Alfred Bonnefoy-Debaïs

Etudier, préserver et faire connaître le Patrimoine Historique, Naturel et Culturel de Séderon et de sa Région

Lou Trepoun 43
Noms de lieux et noms de familles autour de Séderon
Article mis en ligne le 24 octobre 2013
dernière modification le 13 décembre 2014

par DASPRE André

L’étude des noms de lieux a beaucoup progressé au siècle dernier (je veux dire : le XXe siècle !). On a réussi à trouver l’origine de la plupart des milliers de noms de nos villes et villages. Les plus nombreux viennent du latin, donc à partir du 1er siècle après J-C ; mais d’autres datent de l’époque gauloise, entre le 8ème et le 5ème avant J-C, et même, pour certains, on trouve des traces d’une langue parlée avant l’arrivée des Gaulois.

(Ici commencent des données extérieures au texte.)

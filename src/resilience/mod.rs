//! Resilience subsystem.
//!
//! # Data Flow
//! ```text
//! Attempt fails with a classified error:
//!     → retries.rs (retryable? attempts left?)
//!     → backoff.rs (server retry-after, else exponential, capped)
//!     → sleep, attempt again
//! ```
//!
//! # Design Decisions
//! - Only 429 and 5xx are retried by default
//! - The retry loop reads typed fields, never error internals
//! - No cancellation token: a sleeping retry runs to completion

pub mod backoff;
pub mod retries;

pub use retries::{default_should_retry, RetryPolicy, RetryableError};
//! Operation error taxonomy.
//!
//! # Data Flow
//! ```text
//! transport failure / HTTP status >= 400 / thrown value
//!     → classifier.rs (status table, retry-after, redaction)
//!     → OperationError (tagged, redacted)
//!     → retries.rs reads status + retry_after_secs
//!     → caller / tool layer renders to_wire()
//! ```
//!
//! # Design Decisions
//! - One error type for every outbound call; kinds are a closed enum
//! - Construction is crate-private: only the classifier and the write gate
//!   produce these values
//! - Retry hints are a typed field, never recovered by inspecting shapes

pub mod classifier;

pub use classifier::{ErrorClassifier, RawFailure};

use serde::Serialize;
use serde_json::{json, Value};
use std::time::Duration;
use thiserror::Error;

/// Classification of an [`OperationError`].
#[derive(Debug, Clone, Copy, PartialEq, Eq, Hash, Serialize)]
#[serde(rename_all = "snake_case")]
pub enum ErrorKind {
    /// Input rejected locally or by the API (400).
    Validation,
    /// Local admission budget exhausted or API returned 429.
    RateLimit,
    /// Mutating call blocked by read-only mode (403).
    ReadOnly,
    /// Any other non-success HTTP response.
    Http,
    /// Transport failures and values of unknown shape (500).
    Unknown,
}

/// A classified, redacted failure of an outbound operation.
#[derive(Debug, Clone, PartialEq, Error)]
#[error("{message}")]
pub struct OperationError {
    kind: ErrorKind,
    message: String,
    status: u16,
    path: String,
    detail: Option<Value>,
    retry_after_secs: Option<u64>,
}

/// Wire shape consumed by the tool layer.
#[derive(Debug, Clone, Serialize)]
pub struct ErrorResponse<'a> {
    pub error: bool,
    pub message: &'a str,
    pub status: u16,
    pub path: &'a str,
    #[serde(skip_serializing_if = "Option::is_none")]
    pub detail: Option<&'a Value>,
}

impl OperationError {
    pub(crate) fn new(
        kind: ErrorKind,
        message: impl Into<String>,
        status: u16,
        path: impl Into<String>,
    ) -> Self {
        Self {
            kind,
            message: message.into(),
            status,
            path: path.into(),
            detail: None,
            retry_after_secs: None,
        }
    }

    pub(crate) fn with_detail(mut self, detail: Option<Value>) -> Self {
        self.detail = detail;
        self
    }

    pub(crate) fn with_retry_after(mut self, secs: Option<u64>) -> Self {
        self.retry_after_secs = secs;
        self
    }

    pub fn kind(&self) -> ErrorKind {
        self.kind
    }

    pub fn message(&self) -> &str {
        &self.message
    }

    pub fn status(&self) -> u16 {
        self.status
    }

    pub fn path(&self) -> &str {
        &self.path
    }

    pub fn detail(&self) -> Option<&Value> {
        self.detail.as_ref()
    }

    /// Server- or limiter-declared wait before the next attempt, in seconds.
    pub fn retry_after_secs(&self) -> Option<u64> {
        self.retry_after_secs
    }

    pub fn retry_after(&self) -> Option<Duration> {
        self.retry_after_secs.map(Duration::from_secs)
    }

    pub fn is_not_found(&self) -> bool {
        self.status == 404
    }

    pub fn is_server_error(&self) -> bool {
        (500..600).contains(&self.status)
    }

    /// Default retry predicate: 429 or any 5xx.
    pub fn is_retryable(&self) -> bool {
        self.status == 429 || self.is_server_error()
    }

    /// Borrowed view in the `{ error, message, status, path, detail? }` shape.
    pub fn as_response(&self) -> ErrorResponse<'_> {
        ErrorResponse {
            error: true,
            message: &self.message,
            status: self.status,
            path: &self.path,
            detail: self.detail.as_ref(),
        }
    }

    pub fn to_wire(&self) -> Value {
        let mut wire = json!({
            "error": true,
            "message": self.message,
            "status": self.status,
            "path": self.path,
        });
        if let Some(detail) = &self.detail {
            wire["detail"] = detail.clone();
        }
        wire
    }
}

/// Result type for gateway operations.
pub type OperationResult<T> = Result<T, OperationError>;

#[cfg(test)]
mod tests {
    use super::*;

    #[test]
    fn test_wire_shape_omits_absent_detail() {
        let err = OperationError::new(ErrorKind::Http, "Not Found", 404, "v2/properties/9");
        assert_eq!(
            err.to_wire(),
            json!({"error": true, "message": "Not Found", "status": 404, "path": "v2/properties/9"})
        );
        assert_eq!(
            serde_json::to_value(err.as_response()).unwrap(),
            err.to_wire()
        );
        assert!(err.is_not_found());
        assert!(!err.is_retryable());
    }

    #[test]
    fn test_retry_hint_and_predicates() {
        let err = OperationError::new(ErrorKind::RateLimit, "slow down", 429, "v2/rates")
            .with_retry_after(Some(3))
            .with_detail(Some(json!({"retryAfter": 3})));
        assert_eq!(err.retry_after(), Some(Duration::from_secs(3)));
        assert!(err.is_retryable());
        assert_eq!(err.to_wire()["detail"]["retryAfter"], 3);

        let err = OperationError::new(ErrorKind::Http, "Bad Gateway", 502, "v1/webhooks");
        assert!(err.is_server_error());
        assert!(err.is_retryable());
        assert_eq!(err.to_string(), "Bad Gateway");
    }
}
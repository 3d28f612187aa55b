use rodio::{Decoder, OutputStream, OutputStreamHandle, Sink, Source, source::Buffered};
use std::fs::File;
use std::io::BufReader;

use crate::game::MatchEvent;

pub const SHOOT_SOUND_PATH: &str = "assets/sounds/shoot.wav";
pub const EXPLOSION_SOUND_PATH: &str = "assets/sounds/explosion.wav";

type Clip = Buffered<Decoder<BufReader<File>>>;

#[derive(Debug, Clone, Copy, PartialEq, Eq)]
pub enum Sound {
    Shoot,
    Explosion,
}

/// Which sound a match event plays, and how loud
pub fn sound_for(event: &MatchEvent) -> Option<(Sound, f32)> {
    match event {
        MatchEvent::Shot => Some((Sound::Shoot, 0.2)),
        MatchEvent::HostileDestroyed { .. } => Some((Sound::Explosion, 1.0)),
        MatchEvent::PlayerHit { .. } => Some((Sound::Explosion, 0.6)),
        MatchEvent::WaveStarted { .. } | MatchEvent::GameOver { .. } => None,
    }
}

/// Audio manager for playing sound effects
pub struct AudioManager {
    /// Output device; None when no device could be opened
    output: Option<(OutputStream, OutputStreamHandle)>,
    /// Pre-loaded and buffered clips (None if loading failed)
    shoot_sound: Option<Clip>,
    explosion_sound: Option<Clip>,
}

impl AudioManager {
    /// Opens the default output and pre-loads every clip.
    /// Anything missing degrades to silence.
    pub fn new() -> Self {
        let output = match OutputStream::try_default() {
            Ok(output) => Some(output),
            Err(err) => {
                log::warn!("failed to open audio output, continuing without sound: {err}");
                None
            }
        };

        Self {
            shoot_sound: output.as_ref().and_then(|_| Self::load_or_warn(SHOOT_SOUND_PATH)),
            explosion_sound: output
                .as_ref()
                .and_then(|_| Self::load_or_warn(EXPLOSION_SOUND_PATH)),
            output,
        }
    }

    /// Manager that never plays anything
    pub fn silent() -> Self {
        Self {
            output: None,
            shoot_sound: None,
            explosion_sound: None,
        }
    }

    fn load(path: &str) -> color_eyre::Result<Clip> {
        let file = File::open(path)?;
        let source = Decoder::new(BufReader::new(file))?;
        Ok(source.buffered())
    }

    fn load_or_warn(path: &str) -> Option<Clip> {
        match Self::load(path) {
            Ok(clip) => {
                log::info!("loaded sound {path}");
                Some(clip)
            }
            Err(err) => {
                log::warn!("failed to load sound {path}: {err}");
                None
            }
        }
    }

    pub fn is_enabled(&self) -> bool {
        self.output.is_some()
    }

    /// Plays every sound the tick's events call for
    pub fn play_events(&self, events: &[MatchEvent]) {
        for (sound, volume) in events.iter().filter_map(sound_for) {
            self.play(sound, volume);
        }
    }

    /// Plays a sound at the given volume; silently does nothing without a device or clip
    pub fn play(&self, sound: Sound, volume: f32) {
        let Some((_, stream_handle)) = &self.output else {
            return;
        };
        let clip = match sound {
            Sound::Shoot => &self.shoot_sound,
            Sound::Explosion => &self.explosion_sound,
        };
        if let Some(clip) = clip {
            // Ignore errors for sound playback - don't want to crash the game
            if let Ok(sink) = Sink::try_new(stream_handle) {
                sink.set_volume(volume);
                // Clone the buffered source (fast - just clones references)
                sink.append(clip.clone());
                sink.detach();
            }
        }
    }
}

impl Default for AudioManager {
    fn default() -> Self {
        Self::new()
    }
}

Un nom, encore en usage maintenant, peut donc venir d’un passé très, très lointain. C’est justement le cas de Séderon dont j’ai déjà parlé dans Le Trepoun (n° 27, juin 2000). Cela n’a rien d’impossible puisque l’on a trouvé près du village des pointes de flèches en pierres taillées qui prouvent l’existence d’une présence humaine à la préhistoire. Cette présence se serait donc maintenue jusqu’à la période historique, et jusqu’à nos jours ! D’ailleurs le nom de Lachau remonte aussi loin que celui de Séderon : Lachau et N-D de Calma sont deux formes de calma qui vient d’une langue pré-gauloise, vers 800 ou 900 ans avant J-C. Au moyen âge, ce mot désigne une « hauteur dénudée ». On trouve Lacam (sud-ouest), La chaux (Jura) le mont Caume (près de Toulon) ou Montcalm avec ce sens là.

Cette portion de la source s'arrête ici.